BRIEF
The answer must consist of every record below, reproduced exactly.

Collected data
#####

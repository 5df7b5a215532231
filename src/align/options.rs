//! Aligner options.

/// Default geometric gating threshold, in page units.
pub const DEFAULT_MAX_DIST: f32 = 30.0;

/// Options for aligning two OCR editions.
#[derive(Debug, Clone)]
pub struct AlignOptions {
    /// Line centers this far apart or further never match
    pub max_dist: f32,

    /// Run split-line reconciliation after the primary pass
    pub reconcile_splits: bool,

    /// Align pages in parallel
    pub parallel: bool,

    /// Label recorded for edition A
    pub a_label: String,

    /// Label recorded for edition B
    pub b_label: String,
}

impl AlignOptions {
    /// Create new align options with defaults.
    pub fn new() -> Self {
        Self::default()
    }

    /// Set the geometric gating threshold.
    pub fn with_max_dist(mut self, max_dist: f32) -> Self {
        self.max_dist = max_dist;
        self
    }

    /// Enable or disable split-line reconciliation.
    pub fn with_split_reconciliation(mut self, enabled: bool) -> Self {
        self.reconcile_splits = enabled;
        self
    }

    /// Enable or disable parallel page processing.
    pub fn with_parallel(mut self, parallel: bool) -> Self {
        self.parallel = parallel;
        self
    }

    /// Disable parallel processing.
    pub fn sequential(mut self) -> Self {
        self.parallel = false;
        self
    }

    /// Set the edition labels.
    pub fn with_labels(mut self, a: impl Into<String>, b: impl Into<String>) -> Self {
        self.a_label = a.into();
        self.b_label = b.into();
        self
    }
}

impl Default for AlignOptions {
    fn default() -> Self {
        Self {
            max_dist: DEFAULT_MAX_DIST,
            reconcile_splits: true,
            parallel: true,
            a_label: "A".to_string(),
            b_label: "B".to_string(),
        }
    }
}

#[cfg(test)]
mod tests {
    use super::*;

    #[test]
    fn test_align_options_builder() {
        let options = AlignOptions::new()
            .with_max_dist(12.5)
            .with_split_reconciliation(false)
            .with_labels("FR14", "FR15")
            .sequential();

        assert_eq!(options.max_dist, 12.5);
        assert!(!options.reconcile_splits);
        assert!(!options.parallel);
        assert_eq!(options.a_label, "FR14");
        assert_eq!(options.b_label, "FR15");
    }

    #[test]
    fn test_default_options() {
        let options = AlignOptions::default();
        assert_eq!(options.max_dist, DEFAULT_MAX_DIST);
        assert!(options.reconcile_splits);
        assert!(options.parallel);
    }
}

#####

EXPECTED OUTPUT
repository 5df7b5a215532231
filename src/align/options.rs
//! Aligner options.

/// Default geometric gating threshold, in page units.
pub const DEFAULT_MAX_DIST: f32 = 30.0;

/// Options for aligning two OCR editions.
#[derive(Debug, Clone)]
pub struct AlignOptions {
    /// Line centers this far apart or further never match
    pub max_dist: f32,

    /// Run split-line reconciliation after the primary pass
    pub reconcile_splits: bool,

    /// Align pages in parallel
    pub parallel: bool,

    /// Label recorded for edition A
    pub a_label: String,

    /// Label recorded for edition B
    pub b_label: String,
}

impl AlignOptions {
    /// Create new align options with defaults.
    pub fn new() -> Self {
        Self::default()
    }

    /// Set the geometric gating threshold.
    pub fn with_max_dist(mut self, max_dist: f32) -> Self {
        self.max_dist = max_dist;
        self
    }

    /// Enable or disable split-line reconciliation.
    pub fn with_split_reconciliation(mut self, enabled: bool) -> Self {
        self.reconcile_splits = enabled;
        self
    }

    /// Enable or disable parallel page processing.
    pub fn with_parallel(mut self, parallel: bool) -> Self {
        self.parallel = parallel;
        self
    }

    /// Disable parallel processing.
    pub fn sequential(mut self) -> Self {
        self.parallel = false;
        self
    }

    /// Set the edition labels.
    pub fn with_labels(mut self, a: impl Into<String>, b: impl Into<String>) -> Self {
        self.a_label = a.into();
        self.b_label = b.into();
        self
    }
}

impl Default for AlignOptions {
    fn default() -> Self {
        Self {
            max_dist: DEFAULT_MAX_DIST,
            reconcile_splits: true,
            parallel: true,
            a_label: "A".to_string(),
            b_label: "B".to_string(),
        }
    }
}

#[cfg(test)]
mod tests {
    use super::*;

    #[test]
    fn test_align_options_builder() {
        let options = AlignOptions::new()
            .with_max_dist(12.5)
            .with_split_reconciliation(false)
            .with_labels("FR14", "FR15")
            .sequential();

        assert_eq!(options.max_dist, 12.5);
        assert!(!options.reconcile_splits);
        assert!(!options.parallel);
        assert_eq!(options.a_label, "FR14");
        assert_eq!(options.b_label, "FR15");
    }

    #[test]
    fn test_default_options() {
        let options = AlignOptions::default();
        assert_eq!(options.max_dist, DEFAULT_MAX_DIST);
        assert!(options.reconcile_splits);
        assert!(options.parallel);
    }
}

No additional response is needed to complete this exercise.